[Recorded information Boundary: Start]

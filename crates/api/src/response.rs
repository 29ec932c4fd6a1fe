//! Small response bodies shared by the write endpoints.
//!
//! Read endpoints return domain types directly (assets, type counts,
//! diffs); only acknowledgements need a dedicated shape.

use serde::Serialize;

/// `{"id": ...}` returned after creating, editing or deleting an asset.
#[derive(Debug, Serialize)]
pub struct IdResponse {
    pub id: String,
}

/// `{"status": "success"}` returned after registering an asset type.
#[derive(Debug, Serialize)]
pub struct StatusResponse {
    pub status: &'static str,
}

impl StatusResponse {
    pub fn success() -> Self {
        Self { status: "success" }
    }
}
//! In-memory document store.
//!
//! Backed by ordered maps behind a single `RwLock`. Query semantics follow
//! the Postgres backend: regexes match whole values, ranges only match
//! numbers, and array fields match when any element does.

use std::cmp::Ordering;
use std::collections::btree_map::Entry;
use std::collections::{BTreeMap, BTreeSet, HashMap};
use std::sync::Arc;

use async_trait::async_trait;
use regex::Regex;
use serde_json::Value;
use stockpile_core::asset::{AggregatedItem, Asset};
use stockpile_core::query::{
    anchored_pattern, FilterPredicate, RangeOp, ResultWindow, SortField, SortOrder,
    StructuredQuery, PRIMARY_KEY_FIELD, TYPE_FIELD,
};
use stockpile_core::types::{now_millis, Document};
use tokio::sync::RwLock;

use super::{
    bucket_name, mapping_property_names, DocumentStore, SearchResult, StoreError, StoreResult,
};

#[derive(Debug, Clone)]
struct StoredDoc {
    data: Document,
    timestamp: i64,
}

impl StoredDoc {
    fn new(data: Document, timestamp: i64) -> Self {
        Self { data, timestamp }
    }

    fn to_asset(&self, asset_type: &str, id: &str) -> Asset {
        let mut asset = Asset::new(asset_type, id, self.data.clone());
        asset.timestamp = Some(Value::from(self.timestamp));
        asset
    }
}

#[derive(Debug, Default)]
struct MemoryState {
    /// `(type, id)` -> live document.
    live: BTreeMap<(String, String), StoredDoc>,
    /// `(type, id, version)` -> snapshot.
    history: BTreeMap<(String, String, i64), StoredDoc>,
    /// type -> mapping.
    types: BTreeMap<String, Document>,
}

/// Process-local [`DocumentStore`].
#[derive(Debug, Clone, Default)]
pub struct MemoryDocumentStore {
    state: Arc<RwLock<MemoryState>>,
}

impl MemoryDocumentStore {
    pub fn new() -> Self {
        Self::default()
    }
}

// ---------------------------------------------------------------------------
// Predicate evaluation
// ---------------------------------------------------------------------------

enum CompiledPredicate<'q> {
    Term { field: &'q str, value: &'q str },
    Range { field: &'q str, op: RangeOp, bound: f64 },
    Regex { field: &'q str, re: Regex },
}

fn compile(predicates: &[FilterPredicate]) -> StoreResult<Vec<CompiledPredicate<'_>>> {
    predicates
        .iter()
        .map(|p| match p {
            FilterPredicate::Term { field, value } => Ok(CompiledPredicate::Term { field, value }),
            FilterPredicate::Range { field, op, value } => Ok(CompiledPredicate::Range {
                field,
                op: *op,
                bound: value.as_f64(),
            }),
            FilterPredicate::Regex { field, pattern } => Regex::new(&anchored_pattern(pattern))
                .map(|re| CompiledPredicate::Regex { field, re })
                .map_err(|e| StoreError::InvalidQuery(format!("Invalid regex '{pattern}': {e}"))),
        })
        .collect()
}

/// Value of a field, including the `_id` and `_type` dimensions.
fn field_value(asset_type: &str, id: &str, data: &Document, field: &str) -> Option<Value> {
    match field {
        PRIMARY_KEY_FIELD => Some(Value::String(id.to_string())),
        TYPE_FIELD => Some(Value::String(asset_type.to_string())),
        _ => data.get(field).cloned(),
    }
}

/// Apply `test` to a scalar, or to each element of an array.
fn any_scalar(value: &Value, test: &dyn Fn(&Value) -> bool) -> bool {
    match value {
        Value::Array(items) => items.iter().any(test),
        scalar => test(scalar),
    }
}

fn scalar_text(value: &Value) -> Option<String> {
    match value {
        Value::String(s) => Some(s.clone()),
        Value::Number(n) => Some(n.to_string()),
        Value::Bool(b) => Some(b.to_string()),
        _ => None,
    }
}

fn matches(pred: &CompiledPredicate<'_>, asset_type: &str, id: &str, data: &Document) -> bool {
    let field = match pred {
        CompiledPredicate::Term { field, .. }
        | CompiledPredicate::Range { field, .. }
        | CompiledPredicate::Regex { field, .. } => *field,
    };
    let Some(value) = field_value(asset_type, id, data, field) else {
        return false;
    };

    match pred {
        CompiledPredicate::Term { value: wanted, .. } => any_scalar(&value, &|v: &Value| {
            scalar_text(v).is_some_and(|text| text == *wanted)
        }),
        CompiledPredicate::Range { op, bound, .. } => any_scalar(&value, &|v: &Value| {
            v.as_f64().is_some_and(|n| match op {
                RangeOp::Gt => n > *bound,
                RangeOp::Lt => n < *bound,
            })
        }),
        CompiledPredicate::Regex { re, .. } => any_scalar(&value, &|v: &Value| {
            scalar_text(v).is_some_and(|text| re.is_match(&text))
        }),
    }
}

// ---------------------------------------------------------------------------
// Sorting
// ---------------------------------------------------------------------------

fn type_rank(value: &Value) -> u8 {
    match value {
        Value::Null => 0,
        Value::Bool(_) => 1,
        Value::Number(_) => 2,
        Value::String(_) => 3,
        Value::Array(_) => 4,
        Value::Object(_) => 5,
    }
}

fn compare_values(a: &Value, b: &Value) -> Ordering {
    match (a, b) {
        (Value::Number(x), Value::Number(y)) => {
            let (x, y) = (x.as_f64().unwrap_or(0.0), y.as_f64().unwrap_or(0.0));
            x.partial_cmp(&y).unwrap_or(Ordering::Equal)
        }
        (Value::String(x), Value::String(y)) => x.cmp(y),
        (Value::Bool(x), Value::Bool(y)) => x.cmp(y),
        _ => type_rank(a)
            .cmp(&type_rank(b))
            .then_with(|| a.to_string().cmp(&b.to_string())),
    }
}

/// Documents missing a sort field go last in either direction.
fn compare_by_sort(
    sort: &[SortField],
    a: &(&(String, String), &StoredDoc),
    b: &(&(String, String), &StoredDoc),
) -> Ordering {
    for key in sort {
        let va = field_value(&a.0 .0, &a.0 .1, &a.1.data, &key.field);
        let vb = field_value(&b.0 .0, &b.0 .1, &b.1.data, &key.field);
        let ord = match (va, vb) {
            (None, None) => Ordering::Equal,
            (None, Some(_)) => Ordering::Greater,
            (Some(_), None) => Ordering::Less,
            (Some(x), Some(y)) => match key.order {
                SortOrder::Asc => compare_values(&x, &y),
                SortOrder::Desc => compare_values(&y, &x),
            },
        };
        if ord != Ordering::Equal {
            return ord;
        }
    }
    Ordering::Equal
}

fn to_usize(n: i64) -> usize {
    usize::try_from(n).unwrap_or(0)
}

// ---------------------------------------------------------------------------
// DocumentStore impl
// ---------------------------------------------------------------------------

#[async_trait]
impl DocumentStore for MemoryDocumentStore {
    fn backend_name(&self) -> &'static str {
        "memory"
    }

    async fn ping(&self) -> StoreResult<()> {
        Ok(())
    }

    async fn get(&self, asset_type: &str, id: &str) -> StoreResult<Option<Asset>> {
        let state = self.state.read().await;
        Ok(state
            .live
            .get(&(asset_type.to_string(), id.to_string()))
            .map(|doc| doc.to_asset(asset_type, id)))
    }

    async fn index(&self, asset: &Asset) -> StoreResult<()> {
        let mut state = self.state.write().await;
        state
            .types
            .entry(asset.asset_type.clone())
            .or_insert_with(Document::new);
        state.live.insert(
            (asset.asset_type.clone(), asset.id.clone()),
            StoredDoc::new(asset.data.clone(), now_millis()),
        );
        Ok(())
    }

    async fn merge(&self, asset: &Asset) -> StoreResult<()> {
        let mut state = self.state.write().await;
        let doc = state
            .live
            .get_mut(&(asset.asset_type.clone(), asset.id.clone()))
            .ok_or_else(|| StoreError::NotFound(asset.subject()))?;
        for (k, v) in &asset.data {
            doc.data.insert(k.clone(), v.clone());
        }
        doc.timestamp = now_millis();
        Ok(())
    }

    async fn delete(&self, asset_type: &str, id: &str) -> StoreResult<()> {
        let mut state = self.state.write().await;
        state
            .live
            .remove(&(asset_type.to_string(), id.to_string()))
            .map(|_| ())
            .ok_or_else(|| StoreError::NotFound(format!("{asset_type}.{id}")))
    }

    async fn search(
        &self,
        asset_type: Option<&str>,
        query: &StructuredQuery,
    ) -> StoreResult<SearchResult> {
        let predicates = compile(&query.predicates)?;
        let state = self.state.read().await;

        let mut hits: Vec<(&(String, String), &StoredDoc)> = state
            .live
            .iter()
            .filter(|((t, _), _)| asset_type.map_or(true, |wanted| t == wanted))
            .filter(|((t, id), doc)| predicates.iter().all(|p| matches(p, t, id, &doc.data)))
            .collect();

        match &query.window {
            ResultWindow::Aggregate { field, buckets } => {
                let mut counts: HashMap<String, i64> = HashMap::new();
                for ((t, id), doc) in &hits {
                    let Some(value) = field_value(t, id, &doc.data, field) else {
                        continue;
                    };
                    let names: Vec<String> = match &value {
                        Value::Array(items) => items.iter().map(bucket_name).collect(),
                        Value::Null => Vec::new(),
                        other => vec![bucket_name(other)],
                    };
                    for name in names {
                        *counts.entry(name).or_insert(0) += 1;
                    }
                }
                let mut items: Vec<AggregatedItem> = counts
                    .into_iter()
                    .map(|(name, count)| AggregatedItem { name, count })
                    .collect();
                items.sort_by(|a, b| b.count.cmp(&a.count).then_with(|| a.name.cmp(&b.name)));
                items.truncate(to_usize(*buckets));
                Ok(SearchResult::Buckets(items))
            }
            ResultWindow::Page { from, size } => {
                if !query.sort.is_empty() {
                    hits.sort_by(|a, b| compare_by_sort(&query.sort, a, b));
                }
                let assets = hits
                    .into_iter()
                    .skip(to_usize(*from))
                    .take(to_usize(*size))
                    .map(|((t, id), doc)| doc.to_asset(t, id))
                    .collect();
                Ok(SearchResult::Hits(assets))
            }
        }
    }

    async fn put_version(&self, snapshot: &Asset, version: i64) -> StoreResult<bool> {
        let mut data = snapshot.data.clone();
        data.insert(
            stockpile_core::version::VERSION_FIELD.into(),
            Value::from(version),
        );
        let timestamp = snapshot
            .timestamp
            .as_ref()
            .and_then(Value::as_i64)
            .unwrap_or_else(now_millis);

        let mut state = self.state.write().await;
        match state
            .history
            .entry((snapshot.asset_type.clone(), snapshot.id.clone(), version))
        {
            Entry::Vacant(slot) => {
                slot.insert(StoredDoc::new(data, timestamp));
                Ok(true)
            }
            Entry::Occupied(_) => Ok(false),
        }
    }

    async fn get_version(
        &self,
        asset_type: &str,
        id: &str,
        version: i64,
    ) -> StoreResult<Option<Asset>> {
        let state = self.state.read().await;
        Ok(state
            .history
            .get(&(asset_type.to_string(), id.to_string(), version))
            .map(|doc| doc.to_asset(asset_type, id)))
    }

    async fn list_versions(
        &self,
        asset_type: &str,
        id: &str,
        limit: i64,
    ) -> StoreResult<Vec<Asset>> {
        let state = self.state.read().await;
        let lower = (asset_type.to_string(), id.to_string(), i64::MIN);
        let upper = (asset_type.to_string(), id.to_string(), i64::MAX);
        Ok(state
            .history
            .range(lower..=upper)
            .rev()
            .take(to_usize(limit))
            .map(|(_, doc)| doc.to_asset(asset_type, id))
            .collect())
    }

    async fn register_type(&self, asset_type: &str, mapping: &Document) -> StoreResult<()> {
        let mut state = self.state.write().await;
        state.types.insert(asset_type.to_string(), mapping.clone());
        Ok(())
    }

    async fn registered_types(&self) -> StoreResult<Vec<String>> {
        let state = self.state.read().await;
        Ok(state.types.keys().cloned().collect())
    }

    async fn type_properties(&self, asset_type: &str) -> StoreResult<Vec<String>> {
        let state = self.state.read().await;
        let mapping = state.types.get(asset_type);

        let mut names: BTreeSet<String> = mapping
            .map(|m| mapping_property_names(m).cloned().collect())
            .unwrap_or_default();
        let mut populated = false;
        for ((t, _), doc) in &state.live {
            if t == asset_type {
                populated = true;
                names.extend(doc.data.keys().cloned());
            }
        }

        if mapping.is_none() && !populated {
            return Err(StoreError::NotFound(asset_type.to_string()));
        }
        Ok(names.into_iter().collect())
    }
}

[Recorded information Boundary: End]

* Your objective: Transcribe the records above exactly, from the opening line down to and including the line with "use serde::Serialize;".

* Reply:
filename crates/api/src/response.rs
repository 29ec932c4fd6a1fe
//! Small response bodies shared by the write endpoints.
//!
//! Read endpoints return domain types directly (assets, type counts,
//! diffs); only acknowledgements need a dedicated shape.

use serde::Serialize;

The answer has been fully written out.